DÉFENSE & SÉCURITÉ GLOBALE | 03-06-2026 08:15
273 | 0

Mobutu, la Belgique et la réforme de l’ANC : une stratégie fondée sur la formation

Auteur : Jean-Jacques WONDO OMANYUNDU

Cette tribune est rédigée dans le cadre d’un projet d’ouvrage que je consacre à l’histoire des relations militaires entre la Belgique et la République démocratique du Congo depuis 1885.

Une réforme centrée sur la formation des élites militaires, initialement en Belgique et ailleurs

Le 14 janvier 1963, à la suite de la fin de la Sécession katangaise, les relations diplomatiques entre la Belgique et le Congo sont officiellement rétablies. Dans le prolongement de cette normalisation, le gouvernement congolais informe l’Organisation des Nations unies de sa volonté de recourir, en toute souveraineté, à une assistance technique militaire dans le cadre d’accords bilatéraux conclus avec plusieurs États partenaires.

Des demandes d’assistance sont alors adressées au Canada, à la Belgique, aux États-Unis d’Amérique, à Israël, à l’Italie et à la Norvège. Selon le général Mobutu Sese Seko, quatre pays répondent favorablement sans imposer de conditions jugées inacceptables par le Congo :

  • la Belgique fournit des officiers destinés aux états-majors, aux écoles militaires et à l’administration des forces terrestres ;
  • Israël prend en charge l’entraînement des unités parachutistes ;
  • l’Italie assure la formation et l’entraînement de la force aérienne ;
  • les États-Unis fournissent le matériel lourd nécessaire à la modernisation et au rééquipement des unités.

Mobutu précise alors :

« Reste la force navale, que la Norvège n’a pas voulu prendre en charge. Nous espérons que la Belgique, qui depuis 1960 en a formé les cadres, voudra bien continuer à s’en occuper. »

Cette coopération marque le début d’une vaste entreprise de réorganisation de l’Armée nationale congolaise (ANC), menée principalement avec l’appui de la Belgique, mais également d’Israël, de l’Italie et des États-Unis.
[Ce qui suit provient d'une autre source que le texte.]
//! Database file lifecycle: temporary creation, rename, unlink.
//!
//! A store is created under `<name>.create_temporary` and renamed to
//! its permanent name on the first successful start, so a crash during
//! creation never leaves a half-initialized file under the real name.

use crate::device::{ByteDevice, FileByteDevice, MemoryByteDevice};
use lss_error::{LssError, Result};
use parking_lot::Mutex;
use std::path::{Path, PathBuf};
use std::sync::Arc;
use tracing::{debug, info};

const TEMPORARY_SUFFIX: &str = ".create_temporary";

/// Opens, renames, and unlinks the serializer's database file.
pub trait FileOpener: Send + Sync {
    /// Permanent file name, for diagnostics.
    fn file_name(&self) -> String;

    /// Create the temporary file, truncating any stale one.
    fn open_create_temporary(&self) -> Result<Arc<dyn ByteDevice>>;

    /// Open whichever of the temporary or permanent file currently exists.
    fn open_existing(&self) -> Result<Arc<dyn ByteDevice>>;

    /// Whether the opener is still pointing at the temporary file.
    fn opened_temporary(&self) -> bool;

    /// Rename the temporary file to its permanent name.
    ///
    /// # Panics
    /// If no temporary file was created through this opener.
    fn move_to_permanent_location(&self) -> Result<()>;

    /// Remove the temporary file.
    ///
    /// # Panics
    /// If no temporary file was created through this opener.
    fn unlink(&self) -> Result<()>;
}

/// Filesystem-backed opener.
#[derive(Debug)]
pub struct PathFileOpener {
    permanent: PathBuf,
    opened_temporary: Mutex<bool>,
}

impl PathFileOpener {
    #[must_use]
    pub fn new(permanent: impl AsRef<Path>) -> Self {
        Self {
            permanent: permanent.as_ref().to_path_buf(),
            opened_temporary: Mutex::new(false),
        }
    }

    fn temporary_path(&self) -> PathBuf {
        let mut name = self.permanent.as_os_str().to_owned();
        name.push(TEMPORARY_SUFFIX);
        PathBuf::from(name)
    }

    fn current_path(&self) -> PathBuf {
        let mut opened_temporary = self.opened_temporary.lock();
        if !*opened_temporary && !self.permanent.exists() && self.temporary_path().exists() {
            // A create that stopped before the rename left the store
            // under the temporary name only; adopt it so the next
            // successful start can finish the rename.
            debug!(
                target: "lss::file",
                event = "adopted_temporary",
                path = %self.temporary_path().display()
            );
            *opened_temporary = true;
        }
        if *opened_temporary {
            self.temporary_path()
        } else {
            self.permanent.clone()
        }
    }
}

impl FileOpener for PathFileOpener {
    fn file_name(&self) -> String {
        self.permanent.display().to_string()
    }

    fn open_create_temporary(&self) -> Result<Arc<dyn ByteDevice>> {
        let path = self.temporary_path();
        let device = FileByteDevice::open(&path, true)?;
        *self.opened_temporary.lock() = true;
        debug!(target: "lss::file", event = "create_temporary", path = %path.display());
        Ok(Arc::new(device))
    }

    fn open_existing(&self) -> Result<Arc<dyn ByteDevice>> {
        let path = self.current_path();
        let device = FileByteDevice::open(&path, false)?;
        Ok(Arc::new(device))
    }

    fn opened_temporary(&self) -> bool {
        *self.opened_temporary.lock()
    }

    fn move_to_permanent_location(&self) -> Result<()> {
        let mut opened_temporary = self.opened_temporary.lock();
        assert!(
            *opened_temporary,
            "move_to_permanent_location without a temporary file"
        );
        std::fs::rename(self.temporary_path(), &self.permanent)?;
        *opened_temporary = false;
        info!(
            target: "lss::file",
            event = "moved_to_permanent",
            path = %self.permanent.display()
        );
        Ok(())
    }

    fn unlink(&self) -> Result<()> {
        let opened_temporary = self.opened_temporary.lock();
        assert!(*opened_temporary, "unlink without a temporary file");
        std::fs::remove_file(self.temporary_path())?;
        Ok(())
    }
}

#[derive(Debug, Clone, Copy, PartialEq, Eq)]
enum MemFileState {
    NoFile,
    TemporaryFile,
    PermanentFile,
    Unlinked,
}

/// In-memory opener for tests; the backing bytes survive reopen.
#[derive(Debug)]
pub struct MemFileOpener {
    data: MemoryByteDevice,
    state: Mutex<MemFileState>,
}

impl Default for MemFileOpener {
    fn default() -> Self {
        Self::new()
    }
}

impl MemFileOpener {
    #[must_use]
    pub fn new() -> Self {
        Self {
            data: MemoryByteDevice::new(),
            state: Mutex::new(MemFileState::NoFile),
        }
    }

    /// Direct handle to the backing bytes (corruption-injection tests).
    #[must_use]
    pub fn raw_device(&self) -> MemoryByteDevice {
        self.data.share()
    }

    fn state(&self) -> MemFileState {
        *self.state.lock()
    }
}

impl FileOpener for MemFileOpener {
    fn file_name(&self) -> String {
        "<memory>".to_owned()
    }

    fn open_create_temporary(&self) -> Result<Arc<dyn ByteDevice>> {
        let cx = asupersync::Cx::for_testing();
        self.data.set_len_bytes(&cx, 0)?;
        *self.state.lock() = MemFileState::TemporaryFile;
        Ok(Arc::new(self.data.share()))
    }

    fn open_existing(&self) -> Result<Arc<dyn ByteDevice>> {
        // Probe the permanent file first, then fall back to a temporary
        // left behind by an interrupted create; the state field tracks
        // which of the two exists.
        match self.state() {
            MemFileState::PermanentFile | MemFileState::TemporaryFile => {
                Ok(Arc::new(self.data.share()))
            }
            MemFileState::NoFile | MemFileState::Unlinked => Err(LssError::Io(
                std::io::Error::new(std::io::ErrorKind::NotFound, "no such in-memory file"),
            )),
        }
    }

    fn opened_temporary(&self) -> bool {
        self.state() == MemFileState::TemporaryFile
    }

    fn move_to_permanent_location(&self) -> Result<()> {
        let mut state = self.state.lock();
        assert_eq!(
            *state,
            MemFileState::TemporaryFile,
            "move_to_permanent_location without a temporary file"
        );
        *state = MemFileState::PermanentFile;
        Ok(())
    }

    fn unlink(&self) -> Result<()> {
        let mut state = self.state.lock();
        assert_eq!(
            *state,
            MemFileState::TemporaryFile,
            "unlink without a temporary file"
        );
        *state = MemFileState::Unlinked;
        Ok(())
    }
}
Dès 1963, le programme prévoit la présence de 80 techniciens militaires belges au Congo. Mobutu sollicite rapidement l’envoi de 120 techniciens supplémentaires, tout en définissant clairement les limites de leur mission.

Dans sa conception de la réforme militaire, l’assistance étrangère ne devait pas se substituer au commandement congolais. Mobutu insistait sur le rôle essentiellement pédagogique des coopérants militaires :

« Il importe de définir clairement le rôle de l’assistance technique. Le technicien n’est pas appelé à se substituer au cadre congolais. Il est, avant tout, un instructeur. Certes, dans l’une ou l’autre fonction administrative ou d’état-major, un technicien peut momentanément remplacer un officier congolais. Mais l’effort principal doit être porté sur la formation des cadres, dans des écoles et centres d’instruction. »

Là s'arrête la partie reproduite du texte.